### Aim of the task
Read through the entries below and return each line with the word "bind".

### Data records
//! Assignment ledger
//!
//! Decides what a user works on next and tracks assignment state.
//!
//! **Single-pool:** an image is available while it has no annotation rows;
//! the next item is drawn uniformly at random from the available set.
//!
//! **Multi-user:** an administrator distributes unassigned images into
//! per-user queues (`bulk_assign`); a user's next item is their earliest
//! pending assignment.

use imgq_common::time::{now, parse_storage, parse_storage_opt, to_storage};
use imgq_common::uuid_utils::generate_id;
use imgq_common::{Assignment, AssignmentStatus, Error, Image, Mode, Result};
use rand::Rng;
use sqlx::sqlite::SqliteRow;
use sqlx::{Row, SqliteConnection, SqlitePool};
use tracing::{debug, info};

use crate::services::catalog::ImageCatalog;
use crate::utils::{retry_on_conflict, DEFAULT_MAX_ATTEMPTS};

/// A resolved unit of work
#[derive(Debug, Clone)]
pub struct WorkItem {
    pub image: Image,
    /// Present in multi-user mode
    pub assignment: Option<Assignment>,
}

/// Outcome of asking for the next unit of work
#[derive(Debug, Clone)]
pub enum NextWork {
    Item(Box<WorkItem>),
    /// Nothing left for this caller; a normal outcome, not an error
    AllComplete,
}

const ASSIGNMENT_COLUMNS: &str = "id, user_id, image_id, status, assigned_at, completed_at";

fn assignment_from_row(row: &SqliteRow) -> Result<Assignment> {
    let status: String = row.try_get("status")?;
    let assigned_at: String = row.try_get("assigned_at")?;

    Ok(Assignment {
        id: row.try_get("id")?,
        user_id: row.try_get("user_id")?,
        image_id: row.try_get("image_id")?,
        status: status.parse()?,
        assigned_at: parse_storage(&assigned_at, "assignments.assigned_at")?,
        completed_at: parse_storage_opt(row.try_get("completed_at")?, "assignments.completed_at")?,
    })
}

/// Pick a uniformly random index into a candidate list
pub fn pick_index<R: Rng + ?Sized>(rng: &mut R, len: usize) -> Option<usize> {
    if len == 0 {
        None
    } else {
        Some(rng.gen_range(0..len))
    }
}

/// Load an assignment inside an open transaction
pub(crate) async fn fetch_assignment(
    conn: &mut SqliteConnection,
    assignment_id: &str,
) -> Result<Option<Assignment>> {
    let row = sqlx::query(&format!(
        "SELECT {} FROM assignments WHERE id = ?",
        ASSIGNMENT_COLUMNS
    ))
    .bind(assignment_id)
    .fetch_optional(&mut *conn)
    .await?;
    row.as_ref().map(assignment_from_row).transpose()
}

/// Mark an assignment completed inside an open transaction.
///
/// Completing an already completed assignment re-stamps `completed_at`.
pub(crate) async fn complete_assignment(
    conn: &mut SqliteConnection,
    assignment_id: &str,
    user_id: &str,
) -> Result<Assignment> {
    let mut assignment = fetch_assignment(conn, assignment_id)
        .await?
        .ok_or_else(|| Error::NotFound(format!("Assignment {}", assignment_id)))?;

    if assignment.user_id != user_id {
        return Err(Error::Forbidden(format!(
            "Assignment {} belongs to another user",
            assignment_id
        )));
    }

    let completed_at = now();
    sqlx::query("UPDATE assignments SET status = 'completed', completed_at = ? WHERE id = ?")
        .bind(to_storage(&completed_at))
        .bind(assignment_id)
        .execute(&mut *conn)
        .await?;

    assignment.status = AssignmentStatus::Completed;
    assignment.completed_at = Some(completed_at);
    Ok(assignment)
}

/// Assignment ledger service
#[derive(Clone)]
pub struct AssignmentLedger {
    db: SqlitePool,
    mode: Mode,
}

impl AssignmentLedger {
    pub fn new(db: SqlitePool, mode: Mode) -> Self {
        Self { db, mode }
    }

    pub fn mode(&self) -> Mode {
        self.mode
    }

    /// Resolve the next unit of work for `user_id`
    pub async fn next_work_item<R>(&self, user_id: &str, rng: &mut R) -> Result<NextWork>
    where
        R: Rng + Send + ?Sized,
    {
        match self.mode {
            Mode::SinglePool => self.next_from_pool(rng).await,
            Mode::MultiUser => self.next_from_queue(user_id).await,
        }
    }

    async fn next_from_pool<R>(&self, rng: &mut R) -> Result<NextWork>
    where
        R: Rng + Send + ?Sized,
    {
        let candidates = self.unannotated_image_ids().await?;
        let Some(index) = pick_index(rng, candidates.len()) else {
            return Ok(NextWork::AllComplete);
        };

        let image = ImageCatalog::new(self.db.clone())
            .get(&candidates[index])
            .await?;
        debug!(
            "Picked image {} from {} unannotated",
            image.id,
            candidates.len()
        );

        Ok(NextWork::Item(Box::new(WorkItem {
            image,
            assignment: None,
        })))
    }

    async fn next_from_queue(&self, user_id: &str) -> Result<NextWork> {
        let row = sqlx::query(&format!(
            r#"
            SELECT {} FROM assignments
            WHERE user_id = ? AND status = 'pending'
            ORDER BY assigned_at, rowid
            LIMIT 1
            "#,
            ASSIGNMENT_COLUMNS
        ))
        .bind(user_id)
        .fetch_optional(&self.db)
        .await?;

        let Some(row) = row else {
            return Ok(NextWork::AllComplete);
        };
        let assignment = assignment_from_row(&row)?;
        let image = ImageCatalog::new(self.db.clone())
            .get(&assignment.image_id)
            .await?;

        Ok(NextWork::Item(Box::new(WorkItem {
            image,
            assignment: Some(assignment),
        })))
    }

    /// Ids of images with zero annotation rows, in catalog order
    pub async fn unannotated_image_ids(&self) -> Result<Vec<String>> {
        let ids: Vec<String> = sqlx::query_scalar(
            r#"
            SELECT i.id FROM images i
            WHERE NOT EXISTS (SELECT 1 FROM annotations a WHERE a.image_id = i.id)
            ORDER BY i.id
            "#,
        )
        .fetch_all(&self.db)
        .await?;
        Ok(ids)
    }

    /// Queue up to `count` never-assigned images for `user_id`.
    ///
    /// Images are taken in catalog order. The selection and inserts run in
    /// one transaction; when it loses the writer lock to a concurrent
    /// distribution it is re-run, so two concurrent calls never hand out the
    /// same image. Returns the number of assignments created.
    pub async fn bulk_assign(&self, user_id: &str, count: i64) -> Result<usize> {
        if self.mode != Mode::MultiUser {
            return Err(Error::InvalidPayload(
                "Bulk assignment is only available in multi-user mode".to_string(),
            ));
        }
        if count < 0 {
            return Err(Error::InvalidPayload(format!(
                "Assignment count must not be negative (got {})",
                count
            )));
        }

        let created = retry_on_conflict("bulk assign", DEFAULT_MAX_ATTEMPTS, || {
            self.try_bulk_assign(user_id, count)
        })
        .await?;

        info!("Assigned {} images to user {}", created, user_id);
        Ok(created)
    }

    async fn try_bulk_assign(&self, user_id: &str, count: i64) -> Result<usize> {
        let mut tx = self.db.begin().await?;

        let user_exists: Option<String> = sqlx::query_scalar("SELECT id FROM users WHERE id = ?")
            .bind(user_id)
            .fetch_optional(&mut *tx)
            .await?;
        if user_exists.is_none() {
            return Err(Error::NotFound(format!("User {}", user_id)));
        }

        let image_ids: Vec<String> = sqlx::query_scalar(
            r#"
            SELECT i.id FROM images i
            WHERE NOT EXISTS (SELECT 1 FROM assignments a WHERE a.image_id = i.id)
            ORDER BY i.id
            LIMIT ?
            "#,
        )
        .bind(count)
        .fetch_all(&mut *tx)
        .await?;

        let assigned_at = to_storage(&now());
        for image_id in &image_ids {
            sqlx::query(
                r#"
                INSERT INTO assignments (id, user_id, image_id, status, assigned_at)
                VALUES (?, ?, ?, 'pending', ?)
                "#,
            )
            .bind(generate_id())
            .bind(user_id)
            .bind(image_id)
            .bind(&assigned_at)
            .execute(&mut *tx)
            .await
            .map_err(|e| Error::from_write(e, &format!("Assignment for image {}", image_id)))?;
        }

        tx.commit().await?;
        Ok(image_ids.len())
    }

    /// Mark an assignment completed on behalf of `user_id`
    pub async fn complete(&self, assignment_id: &str, user_id: &str) -> Result<Assignment> {
        let mut tx = self.db.begin().await?;
        let assignment = complete_assignment(&mut tx, assignment_id, user_id).await?;
        tx.commit().await?;
        Ok(assignment)
    }

    /// Look up an assignment, failing with `NotFound`
    pub async fn get(&self, assignment_id: &str) -> Result<Assignment> {
        let mut conn = self.db.acquire().await?;
        fetch_assignment(&mut conn, assignment_id)
            .await?
            .ok_or_else(|| Error::NotFound(format!("Assignment {}", assignment_id)))
    }

    /// The assignment holding an image, if any
    pub async fn find_for_image(&self, image_id: &str) -> Result<Option<Assignment>> {
        let row = sqlx::query(&format!(
            "SELECT {} FROM assignments WHERE image_id = ?",
            ASSIGNMENT_COLUMNS
        ))
        .bind(image_id)
        .fetch_optional(&self.db)
        .await?;
        row.as_ref().map(assignment_from_row).transpose()
    }

    /// All assignments of a user, in queue order
    pub async fn list_for_user(&self, user_id: &str) -> Result<Vec<Assignment>> {
        let rows = sqlx::query(&format!(
            "SELECT {} FROM assignments WHERE user_id = ? ORDER BY assigned_at, rowid",
            ASSIGNMENT_COLUMNS
        ))
        .bind(user_id)
        .fetch_all(&self.db)
        .await?;
        rows.iter().map(assignment_from_row).collect()
    }
}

### Solution to the problem
    .bind(assignment_id)
        .bind(to_storage(&completed_at))
        .bind(assignment_id)
        .bind(user_id)
            .bind(user_id)
        .bind(count)
            .bind(generate_id())
            .bind(user_id)
            .bind(image_id)
            .bind(&assigned_at)
        .bind(image_id)
        .bind(user_id)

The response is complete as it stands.